America’s Infrastructure G.P.A. = D+

Total Investment Needs = $ 1.3 Trillion

(estimated 5-year need)

A = Exceptional

B = Good

C = Fair

D = Poor

F = Inadequate

Each category was evaluated on the basis of condition and performance, capacity vs. need, and funding vs. need.

 

American Society of Civil Engineers, 1015 15th street, NW, Suite 600, Washington, DC 20005;

202/789-2200; www.asce.org/reportcard 

 

For each of the infrastructure areas, the Civil Engineers assessed not only the quality of current performance, but also the cost of maintaining facilities at their present state and, crucially, the cost of bringing each area up to grade A performance. For 2001 conditions the Civil Engineers estimated the 5-year cost of that work at $1.3 trillion. A further set of observations for 2003 conditions led the Civil Engineers to estimate the investment needs at $1.6 trillion.

Consider also, adding two items to the Civil Engineer’s list: repair of “worst case” housing and electrification of U.S. railroads. From the American Housing Survey, 1998 we obtain the best available assessment of the number of dwelling units that were classified as “worst case” housing. An estimated cost for repairing severely depleted housing is $369 billion. This is the fund required to upgrade to acceptable levels the housing for 5.32 million families.[i]
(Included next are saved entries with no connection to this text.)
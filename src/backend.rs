//! Storage abstraction for accounts, confirmation tokens and location preferences.
//!
//! The service never touches a database directly. Every read and write goes
//! through [`Backend`], which is implemented by
//! [`PostgrestBackend`](crate::gateway::PostgrestBackend) for the hosted
//! database and by [`MemoryBackend`](crate::gateway::MemoryBackend) for tests.

use chrono::{DateTime, Utc};
use serde::{Deserialize, Serialize};
use std::future::Future;
use utoipa::ToSchema;
use uuid::Uuid;

use crate::verification::TokenKind;

/// A row of the `users` table.
#[derive(Debug, Clone, PartialEq, Serialize, Deserialize)]
pub struct UserAccount {
    pub id: Uuid,
    pub email: String,
    pub username: String,
    pub password_hash: String,
    pub email_verified: bool,
    pub email_verified_at: Option<DateTime<Utc>>,
    pub full_name: Option<String>,
    pub avatar_url: Option<String>,
    pub bio: Option<String>,
    pub created_at: DateTime<Utc>,
    pub last_sign_in_at: Option<DateTime<Utc>>,
}

/// Insert payload for a new account.
#[derive(Debug, Clone, Serialize)]
pub struct NewUser {
    pub id: Uuid,
    pub email: String,
    pub username: String,
    pub password_hash: String,
}

/// Partial profile update. `None` fields are left untouched.
#[derive(Debug, Clone, Default, PartialEq, Serialize)]
pub struct ProfileUpdate {
    #[serde(skip_serializing_if = "Option::is_none")]
    pub username: Option<String>,
    #[serde(skip_serializing_if = "Option::is_none")]
    pub full_name: Option<String>,
    #[serde(skip_serializing_if = "Option::is_none")]
    pub avatar_url: Option<String>,
    #[serde(skip_serializing_if = "Option::is_none")]
    pub bio: Option<String>,
}

impl ProfileUpdate {
    pub fn is_empty(&self) -> bool {
        self.username.is_none()
            && self.full_name.is_none()
            && self.avatar_url.is_none()
            && self.bio.is_none()
    }
}

/// A row of the `confirmation_tokens` table.
///
/// Only the SHA-256 of the opaque token is stored. The row is immutable apart
/// from the single write that sets `consumed_at`.
#[derive(Debug, Clone, PartialEq, Eq, Serialize, Deserialize)]
pub struct ConfirmationToken {
    pub token_hash: String,
    pub user_id: Uuid,
    pub kind: TokenKind,
    pub created_at: DateTime<Utc>,
    pub expires_at: DateTime<Utc>,
    pub consumed_at: Option<DateTime<Utc>>,
}

impl ConfirmationToken {
    /// A token is redeemable iff it was never consumed and has not expired.
    pub fn is_valid_at(&self, now: DateTime<Utc>) -> bool {
        self.consumed_at.is_none() && now < self.expires_at
    }
}

/// Result of a single conditional consume.
#[derive(Debug, Clone, Copy, PartialEq, Eq)]
pub enum ConsumeOutcome {
    /// The token was active and is now consumed.
    Consumed { user_id: Uuid },
    /// No token with this hash and kind exists.
    NotFound,
    /// The token exists but `expires_at` has passed.
    Expired,
    /// The token was consumed earlier (possibly by a concurrent request).
    AlreadyConsumed,
}

/// Structured location preferences, one row per user.
#[derive(Debug, Clone, PartialEq, Serialize, Deserialize, ToSchema)]
#[serde(rename_all(serialize = "camelCase"))]
pub struct LocationPreferences {
    pub user_id: Uuid,
    pub city: Option<String>,
    pub region: Option<String>,
    pub country: Option<String>,
    pub latitude: Option<f64>,
    pub longitude: Option<f64>,
    pub radius_km: f64,
    #[serde(default)]
    pub categories: Vec<String>,
    pub updated_at: DateTime<Utc>,
}

/// Values written by the `update_location_preferences` procedure.
#[derive(Debug, Clone, PartialEq, Serialize)]
pub struct LocationPreferencesUpdate {
    pub city: Option<String>,
    pub region: Option<String>,
    pub country: Option<String>,
    pub latitude: Option<f64>,
    pub longitude: Option<f64>,
    pub radius_km: f64,
    pub categories: Vec<String>,
}

/// Backend storage trait.
///
/// Implementations own uniqueness and atomicity: [`Backend::user_create`] must
/// reject duplicate emails and [`Backend::token_consume`] must be a single
/// conditional write so that concurrent consumers of the same token observe
/// exactly one [`ConsumeOutcome::Consumed`].
pub trait Backend: Clone + Send + Sync + 'static {
    /// Error type for storage operations.
    type Error: std::error::Error + Send + Sync + 'static;

    /// Find a user by normalized email.
    fn user_find_by_email(
        &self,
        email: &str,
    ) -> impl Future<Output = Result<Option<UserAccount>, Self::Error>> + Send;

    /// Find a user by id.
    fn user_get_by_id(
        &self,
        id: Uuid,
    ) -> impl Future<Output = Result<Option<UserAccount>, Self::Error>> + Send;

    /// Create a user. Returns `None` if the email is already taken.
    fn user_create(
        &self,
        user: &NewUser,
    ) -> impl Future<Output = Result<Option<UserAccount>, Self::Error>> + Send;

    /// Update the last sign-in timestamp.
    fn user_last_sign_in_update(
        &self,
        id: Uuid,
    ) -> impl Future<Output = Result<(), Self::Error>> + Send;

    /// Flip the verified flag. Returns `false` if the user does not exist.
    fn user_mark_verified(
        &self,
        id: Uuid,
    ) -> impl Future<Output = Result<bool, Self::Error>> + Send;

    /// Replace the password hash. Returns `false` if the user does not exist.
    fn user_password_update(
        &self,
        id: Uuid,
        password_hash: &str,
    ) -> impl Future<Output = Result<bool, Self::Error>> + Send;

    /// Apply a partial profile update and return the updated row.
    fn user_profile_update(
        &self,
        id: Uuid,
        update: &ProfileUpdate,
    ) -> impl Future<Output = Result<Option<UserAccount>, Self::Error>> + Send;

    /// Persist a freshly issued token.
    fn token_insert(
        &self,
        token: &ConfirmationToken,
    ) -> impl Future<Output = Result<(), Self::Error>> + Send;

    /// Atomically consume an active token of the given kind.
    fn token_consume(
        &self,
        token_hash: &str,
        kind: TokenKind,
        now: DateTime<Utc>,
    ) -> impl Future<Output = Result<ConsumeOutcome, Self::Error>> + Send;

    /// Delete tokens that expired or were consumed before `cutoff`. Returns the number deleted.
    fn token_purge(
        &self,
        cutoff: DateTime<Utc>,
    ) -> impl Future<Output = Result<u64, Self::Error>> + Send;

    /// Fetch a user's location preferences.
    fn location_preferences_get(
        &self,
        user_id: Uuid,
    ) -> impl Future<Output = Result<Option<LocationPreferences>, Self::Error>> + Send;

    /// Upsert a user's location preferences.
    fn location_preferences_set(
        &self,
        user_id: Uuid,
        update: &LocationPreferencesUpdate,
    ) -> impl Future<Output = Result<LocationPreferences, Self::Error>> + Send;
}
The second recommended addition to the Civil Engineer’s Report Card for America’s Infrastructure is the electrification of the main line railroads of the United States. Continuous monitoring of this topic by Professor John E. Ullmann enabled him to estimate that the cost of electrifying and otherwise modernizing American railroads would require an outlay of $250 billion.[ii] This will give the U.S. a modern, hi-tech rail system that will deliver the sort of travel now available on the best Japanese and French railroads.

The combined investment cost of this infrastructure upgrading in the United States, including housing and rail electrification, will require an outlay of $2.3 trillion over five years.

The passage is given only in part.